SAN FRANCISCO--Early data coming in from a massive, four-year deployment of seismometers onshore and offshore in the Pacific Northwest are giving scientists a clearer picture of the Cascadia subduction zone, a region with a past and potential future of devastating "megathrust" earthquakes.
The preliminary results from the Cascadia Initiative include a report of previously undetected, small earthquakes offshore, and seismic imaging that reveals new offshore structures at the subduction zone. The reports, published as a focus section in the September-October 2015 issue of Seismological Research Letters (SRL), also provide an update on how well the Initiative's instruments are operating, including a look at how seafloor pressure monitors can detect tsunamis in the region.
The Cascadia subduction zone (CSZ) is a 1,100-(680 mile) kilometer Pacific fault that runs roughly from Cape Mendocino, California in the south to northern Vancouver Island, British Columbia. The zone marks the place where the Juan de Fuca and Gorda tectonic plates slip beneath the North American plate at a rate of about 2.3 to 4 centimeters (.9 to 1.6 inches) per year. At subduction zones like this throughout the globe, the tremendous strain built up in these crustal collisions has been released in the world's largest recorded earthquakes. These megathrust quakes include the 2004 magnitude 9.1 Sumatran Andaman earthquake that devastated parts of Indonesia, and the 2011 magnitude 9.0 Tohoku earthquake in Japan.
Although the CSZ has been relatively quiet in recent years, researchers have compiled a historical record of full and partial ruptures of the massive fault, with a magnitude 9.0 earthquake and tsunami last occurring in 1700. Scientists estimate that these megathrust quakes occur at 400 to 600-year intervals. Agencies such as the U.S. Federal Emergency Management Agency (FEMA) and others have warned of catastrophic damage along the U.S. Northwest coast in the wake of a megathrust quake.

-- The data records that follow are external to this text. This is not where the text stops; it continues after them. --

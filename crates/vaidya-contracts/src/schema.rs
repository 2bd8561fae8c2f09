//! Operation schema and shape-check report types.
//!
//! Every generative operation declares an `InputShape` and an `OutputShape`.
//! The same declaration drives input validation, the schema hint sent to the
//! model, and output validation.

use serde::{Deserialize, Serialize};
use serde_json::{json, Map, Value};

use crate::operation::OperationKind;

/// The primitive types a shape field may declare.
#[derive(Debug, Clone, Copy, PartialEq, Eq, Serialize, Deserialize)]
#[serde(rename_all = "kebab-case")]
pub enum FieldType {
    /// A JSON string.
    String,
    /// A JSON array whose items are all strings.
    StringArray,
}

impl FieldType {
    /// Human-readable name used in validation messages.
    pub fn describe(&self) -> &'static str {
        match self {
            FieldType::String => "string",
            FieldType::StringArray => "array of strings",
        }
    }
}

/// A single named field inside a `Shape`.
#[derive(Debug, Clone, Serialize, Deserialize)]
pub struct FieldSpec {
    /// Wire name of the field (camelCase, e.g. "ayushTerm").
    pub name: String,
    /// Declared primitive type.
    pub field_type: FieldType,
    /// Description shown to the model and to operators.
    pub description: String,
    /// Whether the field must be present and non-null.
    pub required: bool,
    /// Minimum length for strings, or for every item of a string array.
    pub min_length: Option<usize>,
}

impl FieldSpec {
    /// A required field with no length constraint.
    pub fn required(name: &str, field_type: FieldType, description: &str) -> Self {
        Self {
            name: name.to_string(),
            field_type,
            description: description.to_string(),
            required: true,
            min_length: None,
        }
    }

    /// An optional field with no length constraint.
    pub fn optional(name: &str, field_type: FieldType, description: &str) -> Self {
        Self {
            required: false,
            ..Self::required(name, field_type, description)
        }
    }

    /// Attach a minimum length constraint.
    pub fn with_min_length(mut self, min_length: usize) -> Self {
        self.min_length = Some(min_length);
        self
    }
}

/// An ordered record of typed fields.
#[derive(Debug, Clone, Default, Serialize, Deserialize)]
pub struct Shape {
    pub fields: Vec<FieldSpec>,
}

impl Shape {
    pub fn new(fields: Vec<FieldSpec>) -> Self {
        Self { fields }
    }

    /// Look up a field by wire name.
    pub fn field(&self, name: &str) -> Option<&FieldSpec> {
        self.fields.iter().find(|f| f.name == name)
    }

    /// Names of every declared field, in declaration order.
    pub fn field_names(&self) -> impl Iterator<Item = &str> {
        self.fields.iter().map(|f| f.name.as_str())
    }

    /// Render this shape as a JSON Schema document.
    ///
    /// The document is both the structural validation target and the
    /// schema hint handed to the model transport.
    pub fn to_json_schema(&self) -> Value {
        let mut properties = Map::new();
        let mut required = Vec::new();

        for field in &self.fields {
            let mut property = match field.field_type {
                FieldType::String => json!({ "type": "string" }),
                FieldType::StringArray => json!({
                    "type": "array",
                    "items": { "type": "string" }
                }),
            };

            if let Some(min) = field.min_length {
                match field.field_type {
                    FieldType::String => {
                        property["minLength"] = json!(min);
                    }
                    FieldType::StringArray => {
                        property["items"]["minLength"] = json!(min);
                    }
                }
            }

            property["description"] = json!(field.description);
            properties.insert(field.name.clone(), property);

            if field.required {
                required.push(json!(field.name));
            }
        }

        json!({
            "type": "object",
            "properties": properties,
            "required": required
        })
    }
}

/// The full request/response contract of one generative operation.
#[derive(Debug, Clone, Serialize, Deserialize)]
pub struct OperationSchema {
    /// Stable identifier, e.g. "translate-term-v1".
    pub schema_id: String,
    /// Which operation this schema belongs to.
    pub operation: OperationKind,
    /// Fields the caller must supply.
    pub input: Shape,
    /// Fields the model must produce.
    pub output: Shape,
}

/// Result of checking a JSON value against a `Shape`.
#[derive(Debug, Clone, Default, Serialize, Deserialize)]
pub struct ShapeReport {
    /// True only if no failures were recorded.
    pub passed: bool,
    /// Every failure found, in field order.
    pub failures: Vec<FieldFailure>,
}

impl ShapeReport {
    /// Build a report from collected failures.
    pub fn from_failures(failures: Vec<FieldFailure>) -> Self {
        Self {
            passed: failures.is_empty(),
            failures,
        }
    }

    /// One-line summary: `[field] message; [field] message`.
    pub fn summary(&self) -> String {
        self.failures
            .iter()
            .map(|f| format!("[{}] {}", f.field, f.message))
            .collect::<Vec<_>>()
            .join("; ")
    }
}

/// A single failure inside a `ShapeReport`.
#[derive(Debug, Clone, PartialEq, Eq, Serialize, Deserialize)]
pub struct FieldFailure {
    /// The offending field, or "$" for the document root.
    pub field: String,
    /// Human-readable explanation.
    pub message: String,
}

Funded from 2011 to 2015 by the National Science Foundation, the Cascadia Initiative was designed in part to collect information on the potential seismic threat of the CSZ. The project includes 27 new inland seismic stations, upgrades to 232 other land stations, and the deployment of 60 new seismometers on the ocean bottom, spread across the tectonic plates. The data collected by the initiative is openly available to the full scientific community in a database managed by the Incorporated Research Institutions for Seismology (IRIS) Data Management Center.
The project "offers a unique opportunity to image the seismic structures associated with an entire plate, including its spreading center and subduction zone, within an easily accessible part of the continental and offshore United States," said University of Massachusetts Amherst researcher Haiying Gao, a guest editor of the SRL focus section.
"I don't think we can predict the time or location of the next megathrust earthquake in the CSZ based on the current research progress," Gao cautioned. "Nevertheless, the Cascadia Initiative significantly contributes to a better understanding of the structure of the downgoing oceanic plates and thus to the assessment and mitigation of potential seismic and tsunamic hazards."
For instance, a paper by New Mexico Tech researchers Emily Morton and Susan Bilek describes 96 small new earthquakes occurring in 2011 and 2012 that were detected with the help of the Initiative's ocean floor seismometers. These earthquakes occurred in the shallow, offshore "locked" part of the CSZ, where the fault is stuck in place, and had not been observed by land-based instruments. Detecting and locating these small seismic events can help researchers understand how strain on the megathrust fault may be changing, and to help predict how the megathrust might behave during a large rupture.
The seismic data collected by the Initiative has also helped Gao and her colleague Yang Shen at the University of Rhode Island, along with another study by Columbia University scientist Helen Janiszewski and Cornell University researcher Geoffrey Abers, to compile a picture of the CSZ structure that points to new places where the crushing pressure of subduction is squeezing water from and transforming rock at the trench where the Juan de Fuca plate is bending under the North American plate. The newly deployed seafloor seismometers, said Gao, have offered an unprecedented look at how released fluid can affect the fault's strength and behavior at the offshore trench.
Offshore instruments are important tools for observing and detecting tsunami risks in the region, according to a paper by Anne Sheehan of the University of Colorado Boulder and colleagues. They compared readings from several types of seafloor pressure gauges to study the tsunami caused by the 2012 Haida Gwaii earthquake, to evaluate how well the gauges could detect the timing and size of a tsunami.
Other papers in the issue examine how deep sea sediments may affect seismic wave readings, and evaluate how the Cascadia Initiative's data collection from ocean bottom seismometers has improved over the first three years of the study.